PUVA Phototherapy (Psoralen plus UVA)

Phototherapy refers to when light is used as a therapy to treat a medical condition. For thousands of years, sunlight has been known to be beneficial as a treatment for certain skin disorders.

Now, scientists know that it is the invisible, ultraviolet (UV) part of sunlight that improves skin conditions, particularly the ultraviolet A (UVA) and ultraviolet B (UVB) rays. UV light reduces skin inflammation and can therefore benefit patients with inflammatory skin conditions such as psoriasis.

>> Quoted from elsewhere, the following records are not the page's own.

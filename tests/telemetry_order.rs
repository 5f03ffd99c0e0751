//! Telemetry accounting across nested control flow and cancellation.

use std::sync::Arc;

use parking_lot::Mutex;
use serde_json::json;
use tokio_util::sync::CancellationToken;

use dgx_engine::{ElementSpec, Engine, SimDom};
use dgx_workflow::{
    RunEvent, RunPhase, RunStatus, StepStatus, StepTelemetryEvent, TelemetryObserver,
    WorkflowDefinition,
};

#[derive(Default)]
struct PhaseProbe {
    phases: Mutex<Vec<(RunPhase, String)>>,
    batches: Mutex<Vec<Vec<StepTelemetryEvent>>>,
}

impl TelemetryObserver for PhaseProbe {
    fn on_run(&self, event: &RunEvent, phase: RunPhase) {
        self.phases.lock().push((phase, event.status.clone()));
    }

    fn on_steps(&self, events: &[StepTelemetryEvent]) {
        self.batches.lock().push(events.to_vec());
    }
}

fn nested_definition() -> WorkflowDefinition {
    serde_json::from_value(json!({
        "id": "nested",
        "steps": [
            { "kind": "setContext", "path": "rows",
              "value": { "source": "literal", "value": ["a", "b"] } },
            { "kind": "if",
              "condition": { "kind": "contextTruthy", "path": "rows" },
              "then": [
                  { "kind": "foreach", "list": "rows", "as": "row",
                    "steps": [
                        { "kind": "log", "message": "row ${ctx:row}" }
                    ] }
              ] },
            { "kind": "retry",
              "policy": { "retries": 1 },
              "steps": [ { "kind": "delay", "ms": 5 } ] }
        ]
    }))
    .unwrap()
}

#[tokio::test(start_paused = true)]
async fn nested_control_flow_keeps_event_accounting() {
    let dom = SimDom::new();
    let probe = Arc::new(PhaseProbe::default());
    let engine = Engine::builder(Arc::new(dom))
        .observer(probe.clone())
        .build();

    let outcome = engine.run(&nested_definition()).await.unwrap();
    assert_eq!(outcome.status, RunStatus::Success);

    let phases = probe.phases.lock().clone();
    assert_eq!(phases.first().unwrap().0, RunPhase::Started);
    assert_eq!(phases.last().unwrap(), &(RunPhase::Completed, "success".to_string()));

    let events: Vec<StepTelemetryEvent> =
        probe.batches.lock().iter().flatten().cloned().collect();
    // Batches arrive in timestamp order.
    for pair in events.windows(2) {
        assert!(pair[0].timestamp <= pair[1].timestamp);
    }
    // Every step index that appeared has one pending, >=1 attempt and
    // exactly one terminal event.
    let max_index = events.iter().map(|e| e.step_index).max().unwrap();
    // setContext, if, foreach, 2x log, retry, delay.
    assert_eq!(max_index, 6);
    for index in 0..=max_index {
        let per_step: Vec<_> = events.iter().filter(|e| e.step_index == index).collect();
        assert_eq!(
            per_step
                .iter()
                .filter(|e| e.status == StepStatus::Pending)
                .count(),
            1,
            "step {index} pending count"
        );
        assert!(per_step.iter().any(|e| e.status == StepStatus::Attempt));
        assert_eq!(
            per_step.iter().filter(|e| e.status.is_terminal()).count(),
            1,
            "step {index} terminal count"
        );
    }
}

#[tokio::test(start_paused = true)]
async fn cancellation_mid_run_reports_cancelled_phase() {
    let dom = SimDom::new();
    let root = dom.root();
    dom.append(&root, ElementSpec::new("div").id("app"));
    let probe = Arc::new(PhaseProbe::default());
    let engine = Engine::builder(Arc::new(dom))
        .observer(probe.clone())
        .build();

    let definition: WorkflowDefinition = serde_json::from_value(json!({
        "id": "slow",
        "steps": [
            { "kind": "log", "message": "starting" },
            { "kind": "delay", "ms": 60000 },
            { "kind": "log", "message": "unreachable" }
        ]
    }))
    .unwrap();

    let cancel = CancellationToken::new();
    let mut options = engine.run_options();
    options.cancel = cancel.clone();

    let canceller = tokio::spawn(async move {
        tokio::time::sleep(std::time::Duration::from_millis(100)).await;
        cancel.cancel();
    });

    let outcome = engine.run_with(&definition, options).await.unwrap();
    canceller.await.unwrap();

    assert_eq!(outcome.status, RunStatus::Cancelled);
    assert_eq!(outcome.completed_steps, 1);
    let phases = probe.phases.lock().clone();
    assert_eq!(phases.last().unwrap().0, RunPhase::Cancelled);

    let events: Vec<StepTelemetryEvent> =
        probe.batches.lock().iter().flatten().cloned().collect();
    // The unreachable step never emitted anything.
    assert!(!events
        .iter()
        .any(|e| e.step_index == 2 && e.status == StepStatus::Pending));
}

Newborn infant baby boy receiving phototherapy for jaundice at the hospital. Image Copyright: Melpomene / Shutterstock, Inc

Newborn infant baby boy receiving phototherapy for jaundice at the hospital. Image Copyright: Melpomene / Shutterstock, Inc

Types of Phototherapy

The three main types of phototherapy are broad band UVB, narrow band UVB and PUVA (psoralen plus UVA). Broad band UVB uses the full UVB spectrum of wavelengths to treat skin conditions, while the narrow band form only uses a small range of wavelengths.

Also sometimes called photochemotherapy, PUVA combines a chemical sensitizer called psoralen with UVA to intensify the effects of UVA therapy among patients who fail to respond to UVB therapy. Psoralen, which is taken by mouth one hour before the phototherapy begins, increases the skin’s sensitivity to UVA light.

PUVA Treatment Schedule

The treatment is given two to three times a week over the course of 12 to 15 weeks, which is often followed by a weekly maintenance therapy. The treatment is never given on two consecutive days.

The amount of skin exposed to the light depends mainly on how severe the condition is. Most patients have all of the body exposed, aside from the eyes, which are protected with goggles. The male genitalia are also covered, with groin protection. If the face has not been affected by the skin condition, a face shield may also be worn. Giving more than 150 to 250 treatments over a lifetime, is not recommended due to an increased risk of skin cancer developing once this limit is exceeded.

Typically, a patient visits a dermatology clinic and stands in a 5’ by 7’ light box after having removed their clothes from the affected parts of the body. The light is shone for 1 to 10 minutes, with the exposure time increasing gradually, the more treatments are received.

Side Effects

The percentage of patients that experience the various side effects of PUVA therapy are given below:

  • Headache and dizziness - less than 1%
  • Burnt or blistered skin - 1 to 2%
  • Nausea - 4 to 8%
  • Reddened skin  - 4 to 8%
  • Itching - 10 to 20%
  • Stinging - 20%
  • Skin tanning  - 100%

Most side effects are temporary, but the most common reason patients stop their treatment is nausea. People who receive PUVA therapy are at an increased risk of squamous cell skin cancer, which is a common and easily treated form of skin cancer. Reports have also shown an increased risk for melanoma, although this is only thought to be the case when a person has received at least 150 PUVA treatments.

PUVA can cause cataracts to develop if protective goggles are not worn while a patient receives their treatment. The patient must wear these goggles while in the light box and, once treatment is complete, UVA-absorbing sunglasses must be worn for the following 24 hours. The sunglasses need to be worn indoors as well as outdoors, if any sunlight enters indoor areas through windows. Patients must also avoid exposing their skin to any sunlight for the 24 hours following treatment.